A14. Government-issued documents are preferable as proof of physical presence, and INS and the Executive Office for Immigration Review (EOIR) documents have precedence over the records of other agencies (see Q15 and Q16). If there are no government-issued documents that demonstrate your physical presence in the United States on December 21, 2000, INS will accept and evaluate non-government issued documents as well (see Q17). You may submit photocopies of government-issued documents as well as non-government-issued documents that establish your physical presence. You may have a single document that may suffice to establish your physical presence on December 21, 2000. But if you do not possess documentation that contains the exact date of December 21, 2000, you may need to submit several documents to prove that you were physically present in the United States prior to, as well as after December 21, 2000.

INS will evaluate all evidence on a case-by-case basis and will not accept a personal affidavit attesting to your physical presence on December 21, 2000, without requiring an interview or additional evidence to validate the affidavit.

Q15. Specifically, what kind of INS documentation can I submit to prove that I was physically present in the United States on December 21, 2000?
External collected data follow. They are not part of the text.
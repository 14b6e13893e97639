//! `dumps`/`loads`-style entry points.
//!
//! Each call builds its own encoder or decoder from the given options; the
//! plain variants use the defaults.

use std::fmt;
use std::io::{self, Read, Write};
use std::sync::Arc;

use json_tree_temporal::Timestamp;
use tracing::debug;

use crate::codec::{DateTimeDecoder, DateTimeEncoder, Encode, TreeDecoder, TreeEncoder, TreeFormatter};
use crate::error::TreeError;
use crate::mapping::TreeClass;
use crate::value::Value;

// ----------------------------------------------------------------
// Options

/// Output options for [`dumps_with`] and [`dump_with`].
///
/// Separators left unset default to `", "` / `": "`, or `","` / `": "` when
/// indenting.
#[derive(Clone)]
pub struct DumpOptions {
    pub indent: Option<String>,
    pub item_separator: Option<String>,
    pub key_separator: Option<String>,
    /// Escape every non-ASCII character. On by default.
    pub ensure_ascii: bool,
    pub sort_keys: bool,
    pub datetime_encoder: Option<DateTimeEncoder>,
}

impl Default for DumpOptions {
    fn default() -> Self {
        Self {
            indent: None,
            item_separator: None,
            key_separator: None,
            ensure_ascii: true,
            sort_keys: false,
            datetime_encoder: None,
        }
    }
}

impl DumpOptions {
    pub fn new() -> Self {
        Self::default()
    }

    /// No whitespace at all: `,` and `:` separators.
    pub fn compact() -> Self {
        Self::default().separators(",", ":")
    }

    pub fn indent(mut self, indent: impl Into<String>) -> Self {
        self.indent = Some(indent.into());
        self
    }

    /// Indent by `width` spaces per level.
    pub fn indent_spaces(self, width: usize) -> Self {
        self.indent(" ".repeat(width))
    }

    pub fn separators(mut self, item: impl Into<String>, key: impl Into<String>) -> Self {
        self.item_separator = Some(item.into());
        self.key_separator = Some(key.into());
        self
    }

    pub fn ensure_ascii(mut self, ensure_ascii: bool) -> Self {
        self.ensure_ascii = ensure_ascii;
        self
    }

    pub fn sort_keys(mut self, sort_keys: bool) -> Self {
        self.sort_keys = sort_keys;
        self
    }

    /// Format timestamps with `encode` instead of ISO-8601.
    pub fn datetime_encoder<F>(mut self, encode: F) -> Self
    where
        F: Fn(&Timestamp) -> String + Send + Sync + 'static,
    {
        self.datetime_encoder = Some(Arc::new(encode));
        self
    }

    pub fn encoder(&self) -> TreeEncoder {
        TreeEncoder::new()
            .with_datetime_encoder(self.datetime_encoder.clone())
            .with_sort_keys(self.sort_keys)
    }

    pub fn formatter(&self) -> TreeFormatter {
        let default_item = if self.indent.is_some() { "," } else { ", " };
        let item = self.item_separator.as_deref().unwrap_or(default_item);
        let key = self.key_separator.as_deref().unwrap_or(": ");
        let formatter = TreeFormatter::new()
            .with_separators(item.as_bytes(), key.as_bytes())
            .with_ensure_ascii(self.ensure_ascii);
        match &self.indent {
            Some(indent) => formatter.with_indent(indent.as_bytes()),
            None => formatter,
        }
    }
}

impl fmt::Debug for DumpOptions {
    fn fmt(&self, f: &mut fmt::Formatter<'_>) -> fmt::Result {
        f.debug_struct("DumpOptions")
            .field("indent", &self.indent)
            .field("item_separator", &self.item_separator)
            .field("key_separator", &self.key_separator)
            .field("ensure_ascii", &self.ensure_ascii)
            .field("sort_keys", &self.sort_keys)
            .field("datetime_encoder", &self.datetime_encoder.as_ref().map(|_| ".."))
            .finish()
    }
}

/// Input options for [`loads_with`] and [`load_with`].
#[derive(Clone, Default)]
pub struct LoadOptions {
    /// Class of every decoded tree.
    pub tree_class: TreeClass,
    pub datetime_decoder: Option<DateTimeDecoder>,
}

impl LoadOptions {
    pub fn new() -> Self {
        Self::default()
    }

    pub fn tree_class(mut self, tree_class: TreeClass) -> Self {
        self.tree_class = tree_class;
        self
    }

    /// Replace date-time recognition of string values with `decode`.
    pub fn datetime_decoder<F>(mut self, decode: F) -> Self
    where
        F: Fn(String) -> Value + Send + Sync + 'static,
    {
        self.datetime_decoder = Some(Arc::new(decode));
        self
    }

    /// Keep every string as a string.
    pub fn plain_strings(self) -> Self {
        self.datetime_decoder(Value::String)
    }

    pub fn decoder(&self) -> TreeDecoder {
        TreeDecoder::new()
            .with_tree_class(self.tree_class.clone())
            .with_datetime_decoder(self.datetime_decoder.clone())
    }
}

impl fmt::Debug for LoadOptions {
    fn fmt(&self, f: &mut fmt::Formatter<'_>) -> fmt::Result {
        f.debug_struct("LoadOptions")
            .field("tree_class", &self.tree_class)
            .field("datetime_decoder", &self.datetime_decoder.as_ref().map(|_| ".."))
            .finish()
    }
}

/// Options for [`clone_with`]: the encoder side and the decoder side of the
/// round trip.
#[derive(Clone, Default)]
pub struct CloneOptions {
    pub tree_class: TreeClass,
    pub datetime_encoder: Option<DateTimeEncoder>,
    pub datetime_decoder: Option<DateTimeDecoder>,
}

impl CloneOptions {
    pub fn new() -> Self {
        Self::default()
    }

    pub fn tree_class(mut self, tree_class: TreeClass) -> Self {
        self.tree_class = tree_class;
        self
    }

    pub fn datetime_encoder<F>(mut self, encode: F) -> Self
    where
        F: Fn(&Timestamp) -> String + Send + Sync + 'static,
    {
        self.datetime_encoder = Some(Arc::new(encode));
        self
    }

    pub fn datetime_decoder<F>(mut self, decode: F) -> Self
    where
        F: Fn(String) -> Value + Send + Sync + 'static,
    {
        self.datetime_decoder = Some(Arc::new(decode));
        self
    }

    fn dump_options(&self) -> DumpOptions {
        DumpOptions {
            datetime_encoder: self.datetime_encoder.clone(),
            ..DumpOptions::compact()
        }
    }

    fn load_options(&self) -> LoadOptions {
        LoadOptions {
            tree_class: self.tree_class.clone(),
            datetime_decoder: self.datetime_decoder.clone(),
        }
    }
}

impl fmt::Debug for CloneOptions {
    fn fmt(&self, f: &mut fmt::Formatter<'_>) -> fmt::Result {
        f.debug_struct("CloneOptions")
            .field("tree_class", &self.tree_class)
            .field("datetime_encoder", &self.datetime_encoder.as_ref().map(|_| ".."))
            .field("datetime_decoder", &self.datetime_decoder.as_ref().map(|_| ".."))
            .finish()
    }
}

// ----------------------------------------------------------------
// Encoding

/// Serialize to a JSON string with default options.
///
/// ```
/// use json_tree::{dumps, JsonTree};
///
/// let tree: JsonTree = [("a", 1), ("b", 2)].into_iter().collect();
/// assert_eq!(dumps(&tree).unwrap(), r#"{"a": 1, "b": 2}"#);
/// ```
pub fn dumps<V: ?Sized + Encode>(value: &V) -> Result<String, TreeError> {
    dumps_with(value, &DumpOptions::default())
}

pub fn dumps_with<V: ?Sized + Encode>(value: &V, options: &DumpOptions) -> Result<String, TreeError> {
    let mut out = Vec::new();
    dump_with(value, &mut out, options)?;
    String::from_utf8(out).map_err(|err| io::Error::new(io::ErrorKind::InvalidData, err).into())
}

/// Serialize to `writer` with default options.
pub fn dump<V, W>(value: &V, writer: W) -> Result<(), TreeError>
where
    V: ?Sized + Encode,
    W: Write,
{
    dump_with(value, writer, &DumpOptions::default())
}

/// Serialize to `writer`.
///
/// # Errors
///
/// [`TreeError::Io`] when the writer fails.
pub fn dump_with<V, W>(value: &V, writer: W, options: &DumpOptions) -> Result<(), TreeError>
where
    V: ?Sized + Encode,
    W: Write,
{
    debug!(
        indent = ?options.indent,
        sort_keys = options.sort_keys,
        ensure_ascii = options.ensure_ascii,
        custom_datetime = options.datetime_encoder.is_some(),
        "dump"
    );
    options.encoder().encode(value, writer, options.formatter())
}

// ----------------------------------------------------------------
// Decoding

/// Parse a JSON document, turning objects into trees and ISO-8601 strings
/// into timestamps.
///
/// ```
/// use json_tree::loads;
///
/// let value = loads(r#"{"when": "2013-04-29T22:45:35", "n": 3}"#).unwrap();
/// assert!(value["when"].as_datetime().is_some());
/// assert_eq!(value["n"], 3);
/// ```
pub fn loads(text: &str) -> Result<Value, TreeError> {
    loads_with(text, &LoadOptions::default())
}

/// # Errors
///
/// [`TreeError::Json`] for malformed input.
pub fn loads_with(text: &str, options: &LoadOptions) -> Result<Value, TreeError> {
    debug!(
        len = text.len(),
        base_class = options.tree_class.is_base(),
        custom_datetime = options.datetime_decoder.is_some(),
        "loads"
    );
    options.decoder().decode_str(text)
}

pub fn load<R: Read>(reader: R) -> Result<Value, TreeError> {
    load_with(reader, &LoadOptions::default())
}

/// Read `reader` to the end and parse it.
///
/// # Errors
///
/// [`TreeError::Io`] when reading fails, [`TreeError::Json`] for malformed
/// input.
pub fn load_with<R: Read>(reader: R, options: &LoadOptions) -> Result<Value, TreeError> {
    debug!(
        base_class = options.tree_class.is_base(),
        custom_datetime = options.datetime_decoder.is_some(),
        "load"
    );
    options.decoder().decode_reader(reader)
}

// ----------------------------------------------------------------
// Deep copy

/// Deep copy through an encode/decode round trip.
///
/// Unlike `Clone`, the copy is re-decoded: trees come back in the base class
/// and every date-time string is recognized again.
pub fn clone<V: ?Sized + Encode>(value: &V) -> Result<Value, TreeError> {
    clone_with(value, &CloneOptions::default())
}

pub fn clone_with<V: ?Sized + Encode>(value: &V, options: &CloneOptions) -> Result<Value, TreeError> {
    let text = dumps_with(value, &options.dump_options())?;
    loads_with(&text, &options.load_options())
}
A15. Examples of acceptable INS documentation include, but are not limited to:

  • Photocopy of the Form I-94, Arrival-Departure Record, issued upon your arrival in the United States;
  • Photocopy of Form I-862, Notice to Appear;
  • Photocopy of the Form I-122, Notice to Applicant for Admission Detained for Hearing before Immigration Judge, issued by INS on or prior to December 21, 2000, placing you in exclusion proceedings;
  • Photocopy of the Form I-221, Order to Show Cause, issued by INS on or prior to December 21, 2000, placing you in deportation proceedings;
  • Photocopy of any application or petition for an immigration benefit filed by you or on your behalf on or prior to December 21, 2000, which establishes your presence in the United States, or your INS fee receipt for the application or petition.

If you don't have the document(s) but believe that a copy is already contained in your INS file, you may submit a statement as to the name and location of the issuing federal, state, or local government agency, the type of document and the date on which it was issued. When processing your case, INS will look in your INS file to find the document(s) you specify. You do not need to file a Freedom of Information Act (FOIA) request to obtain the actual document(s) from your INS file.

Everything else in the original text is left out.